== Segment start ==

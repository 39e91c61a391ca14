use std::sync::Arc;

use crate::assessment::Assessment;
use crate::error::StoreError;
use crate::history::HistoryStore;

pub const DEFAULT_HISTORY_WINDOW: usize = 60;

/// Trimmed entity id; blank ids address the default entity.
pub fn normalize_entity_id(raw: Option<&str>) -> Option<String> {
    raw.map(str::trim)
        .filter(|value| !value.is_empty())
        .map(str::to_string)
}

/// Chaining state of one entity, read at the start of a cycle.
#[derive(Debug, Clone, PartialEq)]
pub struct EntityContext {
    pub entity_id: Option<String>,
    /// Final score of the most recent Assessment, or 0 without history
    pub lag_score: f64,
    /// Bounded recent history, oldest first
    pub history: Vec<Assessment>,
}

impl EntityContext {
    pub fn history_scores(&self) -> Vec<f64> {
        self.history.iter().map(|a| a.final_score).collect()
    }
}

/// Resolves an incoming entity id to its Lag State and recent history.
/// Unknown ids are not an error: they resolve to an empty history.
#[derive(Clone)]
pub struct EntityResolver {
    store: Arc<dyn HistoryStore>,
    window: usize,
}

impl EntityResolver {
    pub fn new(store: Arc<dyn HistoryStore>, window: usize) -> Self {
        Self {
            store,
            window: window.max(1),
        }
    }

    pub fn window(&self) -> usize {
        self.window
    }

    /// Computed fresh on every call; nothing is cached between cycles.
    pub async fn resolve(&self, entity_id: Option<&str>) -> Result<EntityContext, StoreError> {
        let entity_id = normalize_entity_id(entity_id);
        let history = self.store.recent(entity_id.as_deref(), self.window).await?;
        let lag_score = history.last().map(|a| a.final_score).unwrap_or(0.0);
        Ok(EntityContext {
            entity_id,
            lag_score,
            history,
        })
    }
}

#[cfg(test)]
mod tests {
    use std::sync::Arc;

    use super::{EntityResolver, normalize_entity_id};
    use crate::history::{HistoryStore, InMemoryHistoryStore};
    use crate::testing::new_assessment_fixture;

    #[test]
    fn normalize_trims_and_drops_blank_ids() {
        assert_eq!(normalize_entity_id(Some(" SAGARA ")).as_deref(), Some("SAGARA"));
        assert_eq!(normalize_entity_id(Some("  ")), None);
        assert_eq!(normalize_entity_id(None), None);
    }

    #[tokio::test]
    async fn unknown_entity_resolves_to_empty_history() {
        let resolver = EntityResolver::new(Arc::new(InMemoryHistoryStore::new()), 60);
        let ctx = resolver.resolve(Some("NEVER_SEEN")).await.unwrap();
        assert_eq!(ctx.lag_score, 0.0);
        assert!(ctx.history.is_empty());
        assert_eq!(ctx.entity_id.as_deref(), Some("NEVER_SEEN"));
    }

    #[tokio::test]
    async fn lag_tracks_latest_append() {
        let store = Arc::new(InMemoryHistoryStore::new());
        let resolver = EntityResolver::new(store.clone(), 60);

        store.append(new_assessment_fixture(Some("VIJAYABAHU"), 0.22)).await.unwrap();
        assert_eq!(resolver.resolve(Some("VIJAYABAHU")).await.unwrap().lag_score, 0.22);

        store.append(new_assessment_fixture(Some("VIJAYABAHU"), 0.47)).await.unwrap();
        assert_eq!(resolver.resolve(Some("VIJAYABAHU")).await.unwrap().lag_score, 0.47);

        // Other entities are untouched.
        assert_eq!(resolver.resolve(None).await.unwrap().lag_score, 0.0);
    }

    #[tokio::test]
    async fn window_bounds_history() {
        let store = Arc::new(InMemoryHistoryStore::new());
        for i in 0..8 {
            store.append(new_assessment_fixture(None, i as f64 / 10.0)).await.unwrap();
        }
        let resolver = EntityResolver::new(store, 3);
        let ctx = resolver.resolve(None).await.unwrap();
        assert_eq!(ctx.history_scores(), vec![0.5, 0.6, 0.7]);
        assert_eq!(ctx.lag_score, 0.7);
    }
}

== Segment end ==

Task requirements >> Look through the listing and extract every line with "InMemoryHistoryStore" in it.

Response area >>
    use crate::history::{HistoryStore, InMemoryHistoryStore};
        let resolver = EntityResolver::new(Arc::new(InMemoryHistoryStore::new()), 60);
        let store = Arc::new(InMemoryHistoryStore::new());
        let store = Arc::new(InMemoryHistoryStore::new());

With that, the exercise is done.